ACTIVITY: Each line of the listing that holds "await" counts once; report how many there are, and nothing more.
——
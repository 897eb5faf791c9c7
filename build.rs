use std::io::ErrorKind;
use std::path::Path;
use std::{fs, io};
use tonic_build;

fn main() -> io::Result<()> {
    build_proto()?;
    Ok(())
}

fn build_proto() -> io::Result<()> {
    println!("cargo:rerun-if-changed=protos/classes.proto");
    idempotent_create_dir("./generated/")?;
    tonic_build::configure()
        .out_dir("./generated/")
        .compile(&["./protos/classes.proto"], &["./protos/"])
}

fn idempotent_create_dir<P: AsRef<Path>>(path: P) -> io::Result<()> {
    match fs::create_dir(path) {
        Ok(_) => Ok(()),
        Err(e) => match e.kind() {
            ErrorKind::AlreadyExists => Ok(()),
            _ => Err(e),
        },
    }
}
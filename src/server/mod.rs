mod class_server;
mod naming_server;
mod shutdown;

pub(crate) use class_server::ClassRpcServer;
pub(crate) use naming_server::NamingRpcServer;
pub(crate) use shutdown::shutdown_signal;
pub(crate) use shutdown::RpcServerShutdownHandle;
pub(crate) use shutdown::RpcServerShutdownSignal;
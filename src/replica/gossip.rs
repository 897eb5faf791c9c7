use crate::common::Role;
use crate::naming::NamingClient;
use crate::replica::peer_client::PeerClient;
use crate::replica::replica::Replica;
use crate::replica::replica_api::{MergeOutcome, PropagateStateInput};
use crate::replica::timers::{PeriodicTimerHandle, TickTarget};
use std::sync::atomic::{AtomicBool, Ordering};
use std::sync::{Arc, Mutex, Weak};
use tokio::time::Duration;

/// Counts of one round of outbound pushes.
#[derive(Copy, Clone, Debug, Default, Eq, PartialEq)]
pub(crate) struct PushReport {
    pub(crate) delivered: usize,
    pub(crate) failed: usize,
}

/// GossipEngine moves state between replicas. Outbound, it pushes our snapshot to every other
/// registered replica, either on demand or on a schedule. Inbound, it hands pushes to the
/// replica's merge.
///
/// It also owns the replica's naming registration: until one succeeds, every push round retries
/// it first.
pub(crate) struct GossipEngine {
    logger: slog::Logger,
    replica: Arc<Replica>,
    naming: NamingClient,
    service_name: String,
    peer_client: PeerClient,
    periodic: Mutex<Option<PeriodicTimerHandle>>,
    registered: AtomicBool,
}

impl GossipEngine {
    pub(crate) fn new(
        logger: slog::Logger,
        replica: Arc<Replica>,
        naming: NamingClient,
        service_name: String,
        rpc_timeout: Duration,
    ) -> Self {
        GossipEngine {
            logger,
            replica,
            naming,
            service_name,
            peer_client: PeerClient::new(rpc_timeout),
            periodic: Mutex::new(None),
            registered: AtomicBool::new(false),
        }
    }

    pub(crate) fn is_registered(&self) -> bool {
        self.registered.load(Ordering::Acquire)
    }

    /// Register with the naming server unless an earlier attempt already succeeded. A failure is
    /// logged and left for the next round.
    pub(crate) async fn ensure_registered(&self) -> bool {
        if self.is_registered() {
            return true;
        }

        let role = self.replica.role();
        match self
            .naming
            .register(&self.service_name, self.replica.address(), &[role])
            .await
        {
            Ok(()) => {
                slog::info!(self.logger, "Registered with naming server as '{}'", self.service_name);
                self.registered.store(true, Ordering::Release);
                true
            }
            Err(e) => {
                slog::warn!(self.logger, "Could not register with naming server: {}", e);
                false
            }
        }
    }

    /// Remove our registration. Later rounds register again.
    pub(crate) async fn deregister(&self) {
        self.registered.store(false, Ordering::Release);
        match self.naming.delete(&self.service_name, self.replica.address()).await {
            Ok(()) => slog::info!(self.logger, "Removed from naming server"),
            Err(e) => slog::warn!(self.logger, "Could not remove from naming server: {}", e),
        }
    }

    /// One push round. Inactive replicas stay silent. A peer that can't be reached is logged and
    /// skipped.
    pub(crate) async fn force_push(&self) -> PushReport {
        let mut report = PushReport::default();
        self.ensure_registered().await;

        if !self.replica.is_active() {
            slog::debug!(self.logger, "Skipping gossip round, replica is inactive");
            return report;
        }

        let peers = match self.naming.lookup(&self.service_name, &Role::ALL).await {
            Ok(addresses) => addresses,
            Err(e) => {
                slog::warn!(self.logger, "Skipping gossip round, lookup failed: {}", e);
                return report;
            }
        };

        let me = self.replica.address();
        for peer in peers.iter().filter(|peer| *peer != me) {
            self.replica.clock_table().track_peer(peer);

            // Snapshot per peer, so a peer contacted later gets anything merged in the meantime.
            let message = self.replica.gossip_message();
            match self.peer_client.propagate_state(peer, &message).await {
                Ok(code) => {
                    slog::debug!(
                        self.logger,
                        "Pushed state to {} with clock {}: {}",
                        peer,
                        message.sender_counter,
                        code
                    );
                    report.delivered += 1;
                }
                Err(e) => {
                    slog::warn!(self.logger, "Failed to push state to {}: {}", peer, e);
                    report.failed += 1;
                }
            }
        }

        report
    }

    /// Push now and then every `period`. Replaces any schedule already running.
    pub(crate) fn schedule_periodic(self: &Arc<Self>, period: Duration) {
        slog::info!(self.logger, "Scheduling gossip every {:?}", period);

        let target: Weak<dyn TickTarget> = Arc::downgrade(self) as Weak<dyn TickTarget>;
        let handle = PeriodicTimerHandle::spawn_timer_task(period, target);

        self.periodic
            .lock()
            .expect("GossipEngine.periodic mutex guard poison")
            .replace(handle);
    }

    pub(crate) fn cancel_periodic(&self) {
        let handle = self
            .periodic
            .lock()
            .expect("GossipEngine.periodic mutex guard poison")
            .take();

        if handle.is_some() {
            slog::info!(self.logger, "Cancelled periodic gossip");
        }
    }

    pub(crate) fn is_periodic_scheduled(&self) -> bool {
        self.periodic
            .lock()
            .expect("GossipEngine.periodic mutex guard poison")
            .is_some()
    }

    pub(crate) fn receive_push(&self, input: PropagateStateInput) -> MergeOutcome {
        let sender = input.sender.clone();
        let outcome = self.replica.merge_propagated_state(input);
        slog::debug!(self.logger, "Push from {}: {:?}", sender, outcome);

        outcome
    }
}

#[async_trait::async_trait]
impl TickTarget for GossipEngine {
    async fn tick(&self) {
        let report = self.force_push().await;
        slog::debug!(self.logger, "Periodic gossip round: {:?}", report);
    }
}
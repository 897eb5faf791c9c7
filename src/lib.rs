mod api;
mod client;
mod common;
mod naming;
mod replica;
mod server;
mod grpc {
    include!("../generated/classes.rs");
}

pub use api::create_root_logger_for_file;
pub use api::create_root_logger_for_stdout;
pub use api::default_naming_address;
pub use api::try_create_class_server;
pub use api::try_create_naming_server;
pub use api::ClassServerConfig;
pub use api::ClassServerCreationError;
pub use api::ClassServerHandle;
pub use api::ClassServerOptions;
pub use api::FrontendConfig;
pub use api::FrontendOptions;
pub use api::NamingServerConfig;
pub use api::NamingServerCreationError;
pub use api::NamingServerHandle;
pub use api::OptionsError;
pub use api::CLASS_SERVICE_NAME;
pub use client::AdminFrontend;
pub use client::FrontendError;
pub use client::ProfessorFrontend;
pub use client::ReplicaDump;
pub use client::StudentFrontend;
pub use common::is_valid_student_id;
pub use common::is_valid_student_name;
pub use common::AddressParseError;
pub use common::ClassState;
pub use common::ConnectError;
pub use common::ReplicaAddress;
pub use common::ResponseCode;
pub use common::Role;
pub use common::StudentRecord;
pub use naming::NamingClient;
pub use naming::NamingError;
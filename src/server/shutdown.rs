use std::future::Future;
use std::pin::Pin;
use std::task::{Context, Poll};
use tokio::sync::oneshot;

pub(crate) fn shutdown_signal() -> (RpcServerShutdownHandle, RpcServerShutdownSignal) {
    let (tx, rx) = oneshot::channel();

    (RpcServerShutdownHandle { tx }, RpcServerShutdownSignal { rx })
}

/// Stops the paired server when `shutdown()` is called or when dropped.
pub(crate) struct RpcServerShutdownHandle {
    tx: oneshot::Sender<()>,
}

impl RpcServerShutdownHandle {
    pub(crate) fn shutdown(self) {
        // The server may already be gone.
        let _ = self.tx.send(());
    }
}

pub(crate) struct RpcServerShutdownSignal {
    rx: oneshot::Receiver<()>,
}

impl Future for RpcServerShutdownSignal {
    type Output = ();

    fn poll(mut self: Pin<&mut Self>, cx: &mut Context<'_>) -> Poll<Self::Output> {
        // Sent or dropped, either way we stop.
        Pin::new(&mut self.rx).poll(cx).map(|_| ())
    }
}

#[cfg(test)]
mod tests {
    use super::*;
    use tokio::time::Duration;

    #[tokio::test]
    async fn fires_on_shutdown_and_on_drop() {
        let (handle, signal) = shutdown_signal();
        let waiter = tokio::spawn(signal);
        handle.shutdown();
        tokio::time::timeout(Duration::from_secs(1), waiter).await.unwrap().unwrap();

        let (handle, signal) = shutdown_signal();
        let waiter = tokio::spawn(signal);
        drop(handle);
        tokio::time::timeout(Duration::from_secs(1), waiter).await.unwrap().unwrap();
    }
}
mod admin;
mod professor;
mod router;
mod selection;
mod student;

use crate::common::{CallError, ResponseCode};

pub use admin::AdminFrontend;
pub use admin::ReplicaDump;
pub use professor::ProfessorFrontend;
pub use student::StudentFrontend;

pub(crate) use router::ClientRouter;

#[derive(Clone, Debug, thiserror::Error, Eq, PartialEq)]
pub enum FrontendError {
    /// The replica answered with a non-OK code.
    #[error("{0}")]
    Rejected(ResponseCode),
    #[error("Unreachable server")]
    ServerUnreachable,
    /// The replica answered something we don't understand.
    #[error("Protocol error: {0}")]
    Protocol(String),
}

impl From<CallError> for FrontendError {
    fn from(e: CallError) -> Self {
        match e {
            CallError::Unreachable(_) => FrontendError::ServerUnreachable,
            CallError::Failed(status) => FrontendError::Protocol(status.message().to_string()),
        }
    }
}
use chrono::Utc;
use slog::Drain;
use std::fs::OpenOptions;
use std::io;
use std::path::Path;

fn level(debug: bool) -> slog::Level {
    if debug {
        slog::Level::Debug
    } else {
        slog::Level::Info
    }
}

/// Async terminal logger. `debug` lowers the threshold from info to debug.
pub fn create_root_logger_for_stdout(component: String, debug: bool) -> slog::Logger {
    let decorator = slog_term::TermDecorator::new().build();
    let drain = slog_term::FullFormat::new(decorator).use_file_location().build().fuse();
    let drain = slog_async::Async::new(drain).build().fuse();
    let drain = slog::LevelFilter::new(drain, level(debug)).fuse();

    slog::Logger::root(drain, slog::o!("Component" => component))
}

/// Async file logger writing to `{directory}/{component}_{utc timestamp}.log`.
pub fn create_root_logger_for_file(directory: &Path, component: String, debug: bool) -> io::Result<slog::Logger> {
    let now = Utc::now().format("%Y-%m-%dT%H:%M:%SZ");
    let log_path = directory.join(format!("{}_{}.log", component, now));
    let file = OpenOptions::new()
        .create(true)
        .write(true)
        .truncate(true)
        .open(log_path)?;

    let decorator = slog_term::PlainDecorator::new(file);
    let drain = slog_term::FullFormat::new(decorator).build().fuse();
    let drain = slog_async::Async::new(drain).build().fuse();
    let drain = slog::LevelFilter::new(drain, level(debug)).fuse();

    Ok(slog::Logger::root(drain, slog::o!("Component" => component)))
}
——
WRITTEN SOLUTION: 8